North America

Roadblocks to executive power

Attention in the US election is focused on the President, but his or her power is constrained in many ways, as the drafters of the Constitution intended

Within the executive branch itself, the president has the powers to manage national affairs and the workings of the government. The president can issue rules, regulations and instructions called executive orders, which have the binding force of law upon federal agencies but do not require congressional approval. They are, however, subject to judicial review and interpretation.

Congress has authority over financial and budgetary matters, through the powers enumerated in the Constitution to  lay and collect taxes, duties, imposts and excises, to pay the debts and provide for the common defense and general welfare of the United States.

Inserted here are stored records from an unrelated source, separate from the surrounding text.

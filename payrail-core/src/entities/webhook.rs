use crate::error::StoreError;
use crate::framework::DatabaseProcessor;
use kanau::processor::Processor;
use payrail_sdk::objects::{DeliveryAttemptResponse, EventName};
use smallvec::SmallVec;
use time::OffsetDateTime;
use url::Url;
use uuid::Uuid;

/// A subscriber endpoint registered by an account.
#[derive(Debug, Clone, PartialEq, Eq)]
pub struct WebhookSubscription {
    pub id: Uuid,
    pub account_id: Uuid,
    pub target_url: Url,
    pub events: SmallVec<[EventName; 4]>,
    pub secret: String,
    pub active: bool,
    pub max_attempts: u32,
}

impl WebhookSubscription {
    pub fn subscribes_to(&self, event: EventName) -> bool {
        self.active && self.events.contains(&event)
    }
}

/// One logical delivery of one event to one subscription.
///
/// Terminal once `delivered_at` or `failed_at` is set.
#[derive(Debug, Clone, PartialEq, Eq)]
pub struct WebhookDeliveryAttempt {
    pub id: Uuid,
    pub subscription_id: Uuid,
    pub payment_reference: Option<String>,
    pub event: EventName,
    /// Exact bytes that are signed and POSTed.
    pub payload: String,
    pub attempt_count: u32,
    pub max_attempts: u32,
    pub next_retry_at: Option<OffsetDateTime>,
    pub delivered_at: Option<OffsetDateTime>,
    pub failed_at: Option<OffsetDateTime>,
    pub last_response_code: Option<u16>,
    pub last_response_body: Option<String>,
    pub created_at: OffsetDateTime,
}

impl WebhookDeliveryAttempt {
    /// A fresh attempt, due immediately.
    pub fn new(
        subscription: &WebhookSubscription,
        event: EventName,
        payment_reference: Option<String>,
        payload: String,
        now: OffsetDateTime,
    ) -> Self {
        Self {
            id: Uuid::new_v4(),
            subscription_id: subscription.id,
            payment_reference,
            event,
            payload,
            attempt_count: 0,
            max_attempts: subscription.max_attempts,
            next_retry_at: None,
            delivered_at: None,
            failed_at: None,
            last_response_code: None,
            last_response_body: None,
            created_at: now,
        }
    }

    /// A new attempt carrying the same signed body, due immediately with a
    /// full budget. The original attempt and its tries are left as they are.
    pub fn redelivery(&self, now: OffsetDateTime) -> Self {
        Self {
            id: Uuid::new_v4(),
            subscription_id: self.subscription_id,
            payment_reference: self.payment_reference.clone(),
            event: self.event,
            payload: self.payload.clone(),
            attempt_count: 0,
            max_attempts: self.max_attempts,
            next_retry_at: None,
            delivered_at: None,
            failed_at: None,
            last_response_code: None,
            last_response_body: None,
            created_at: now,
        }
    }

    pub fn is_terminal(&self) -> bool {
        self.delivered_at.is_some() || self.failed_at.is_some()
    }

    pub fn is_due(&self, now: OffsetDateTime) -> bool {
        !self.is_terminal() && self.next_retry_at.is_none_or(|at| at <= now)
    }
}

impl From<&WebhookDeliveryAttempt> for DeliveryAttemptResponse {
    fn from(a: &WebhookDeliveryAttempt) -> Self {
        DeliveryAttemptResponse {
            id: a.id,
            subscription_id: a.subscription_id,
            event: a.event,
            payment_reference: a.payment_reference.clone(),
            attempt_count: a.attempt_count,
            max_attempts: a.max_attempts,
            next_retry_at: a.next_retry_at.map(OffsetDateTime::unix_timestamp),
            delivered_at: a.delivered_at.map(OffsetDateTime::unix_timestamp),
            failed_at: a.failed_at.map(OffsetDateTime::unix_timestamp),
            last_response_code: a.last_response_code,
        }
    }
}

/// One HTTP try of a delivery attempt.
#[derive(Debug, Clone, PartialEq, Eq)]
pub struct WebhookDeliveryTry {
    pub attempt_id: Uuid,
    pub try_number: u32,
    /// `None` when the request never produced a response.
    pub response_code: Option<u16>,
    pub error: Option<String>,
    pub tried_at: OffsetDateTime,
}

#[derive(Debug, Clone, Copy, PartialEq, Eq)]
pub enum DeliveryState {
    Delivered,
    Retry { next_retry_at: OffsetDateTime },
    Failed,
}

/// Result of one try, persisted as a single unit of work (attempt update +
/// try row).
#[derive(Debug, Clone, PartialEq, Eq)]
pub struct DeliveryOutcome {
    pub attempt_id: Uuid,
    pub attempt_count: u32,
    pub state: DeliveryState,
    pub response_code: Option<u16>,
    pub response_body: Option<String>,
    pub error: Option<String>,
    pub tried_at: OffsetDateTime,
}

impl DeliveryOutcome {
    pub fn delivery_try(&self) -> WebhookDeliveryTry {
        WebhookDeliveryTry {
            attempt_id: self.attempt_id,
            try_number: self.attempt_count,
            response_code: self.response_code,
            error: self.error.clone(),
            tried_at: self.tried_at,
        }
    }

    /// Apply this outcome to the in-memory copy of the attempt.
    pub fn apply_to(&self, attempt: &mut WebhookDeliveryAttempt) {
        attempt.attempt_count = self.attempt_count;
        attempt.last_response_code = self.response_code;
        attempt.last_response_body = self.response_body.clone();
        match self.state {
            DeliveryState::Delivered => {
                attempt.delivered_at = Some(self.tried_at);
                attempt.next_retry_at = None;
            }
            DeliveryState::Retry { next_retry_at } => attempt.next_retry_at = Some(next_retry_at),
            DeliveryState::Failed => {
                attempt.failed_at = Some(self.tried_at);
                attempt.next_retry_at = None;
            }
        }
    }
}

// ---------------------------------------------------------------------------
// Postgres rows and query objects
// ---------------------------------------------------------------------------

#[derive(Debug, Clone, sqlx::FromRow)]
pub struct WebhookSubscriptionRow {
    pub id: Uuid,
    pub account_id: Uuid,
    pub target_url: String,
    pub events: Vec<String>,
    pub secret: String,
    pub active: bool,
    pub max_attempts: i32,
}

impl TryFrom<WebhookSubscriptionRow> for WebhookSubscription {
    type Error = StoreError;

    fn try_from(row: WebhookSubscriptionRow) -> Result<Self, Self::Error> {
        let target_url = Url::parse(&row.target_url)
            .map_err(|e| StoreError::Corrupt(format!("subscription {} url: {e}", row.id)))?;
        let events = row
            .events
            .iter()
            .map(|name| name.parse::<EventName>())
            .collect::<Result<SmallVec<[EventName; 4]>, _>>()
            .map_err(|e| StoreError::Corrupt(format!("subscription {}: {e}", row.id)))?;
        let max_attempts = u32::try_from(row.max_attempts)
            .map_err(|_| StoreError::Corrupt(format!("subscription {} max attempts", row.id)))?;
        Ok(WebhookSubscription {
            id: row.id,
            account_id: row.account_id,
            target_url,
            events,
            secret: row.secret,
            active: row.active,
            max_attempts,
        })
    }
}

const ATTEMPT_COLUMNS: &str = "id, subscription_id, payment_reference, event_name, payload, \
    attempt_count, max_attempts, next_retry_at, delivered_at, failed_at, \
    last_response_code, last_response_body, created_at";

#[derive(Debug, Clone, sqlx::FromRow)]
pub struct DeliveryAttemptRow {
    pub id: Uuid,
    pub subscription_id: Uuid,
    pub payment_reference: Option<String>,
    pub event_name: String,
    pub payload: String,
    pub attempt_count: i32,
    pub max_attempts: i32,
    pub next_retry_at: Option<OffsetDateTime>,
    pub delivered_at: Option<OffsetDateTime>,
    pub failed_at: Option<OffsetDateTime>,
    pub last_response_code: Option<i32>,
    pub last_response_body: Option<String>,
    pub created_at: OffsetDateTime,
}

impl TryFrom<DeliveryAttemptRow> for WebhookDeliveryAttempt {
    type Error = StoreError;

    fn try_from(row: DeliveryAttemptRow) -> Result<Self, Self::Error> {
        let corrupt = |what: &str| StoreError::Corrupt(format!("delivery attempt {}: {what}", row.id));
        Ok(WebhookDeliveryAttempt {
            id: row.id,
            subscription_id: row.subscription_id,
            event: row.event_name.parse().map_err(|_| corrupt("event name"))?,
            attempt_count: u32::try_from(row.attempt_count).map_err(|_| corrupt("attempt count"))?,
            max_attempts: u32::try_from(row.max_attempts).map_err(|_| corrupt("max attempts"))?,
            last_response_code: row
                .last_response_code
                .map(u16::try_from)
                .transpose()
                .map_err(|_| corrupt("response code"))?,
            payment_reference: row.payment_reference,
            payload: row.payload,
            next_retry_at: row.next_retry_at,
            delivered_at: row.delivered_at,
            failed_at: row.failed_at,
            last_response_body: row.last_response_body,
            created_at: row.created_at,
        })
    }
}

#[derive(Debug, Clone, sqlx::FromRow)]
pub struct DeliveryTryRow {
    pub attempt_id: Uuid,
    pub try_number: i32,
    pub response_code: Option<i32>,
    pub error: Option<String>,
    pub tried_at: OffsetDateTime,
}

impl TryFrom<DeliveryTryRow> for WebhookDeliveryTry {
    type Error = StoreError;

    fn try_from(row: DeliveryTryRow) -> Result<Self, Self::Error> {
        let corrupt = || StoreError::Corrupt(format!("delivery try of {}", row.attempt_id));
        Ok(WebhookDeliveryTry {
            attempt_id: row.attempt_id,
            try_number: u32::try_from(row.try_number).map_err(|_| corrupt())?,
            response_code: row
                .response_code
                .map(u16::try_from)
                .transpose()
                .map_err(|_| corrupt())?,
            error: row.error,
            tried_at: row.tried_at,
        })
    }
}

#[derive(Debug, Clone)]
pub struct ListActiveSubscriptions {
    pub account_id: Uuid,
    pub event: EventName,
}
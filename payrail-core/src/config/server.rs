use std::net::SocketAddr;

#[derive(Debug, Clone, PartialEq, Eq)]
pub struct ServerConfig {
    /// Address the HTTP adapter listens on.
    pub listen: SocketAddr,
}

The House of Representatives has the power to impeach a government official, in effect serving as prosecutor. The Senate has the sole power to conduct impeachment trials, essentially serving as jury and judge. Since 1789 the Senate has tried 17 federal officials, including two presidents. The House can initiate revenue bills, impeach federal officials, and elect the President in the case of an electoral college tie.

The Supreme Court is the final judge in all cases involving laws of Congress, and the highest law of all — the Constitution. The Supreme Court, however, is far from all-powerful. Its power is limited by the other two branches of government. The president nominates justices to the court. If the nominee can pass the Senate confirmation process, it offers the president a chance to influence the political balance of the Supreme Court.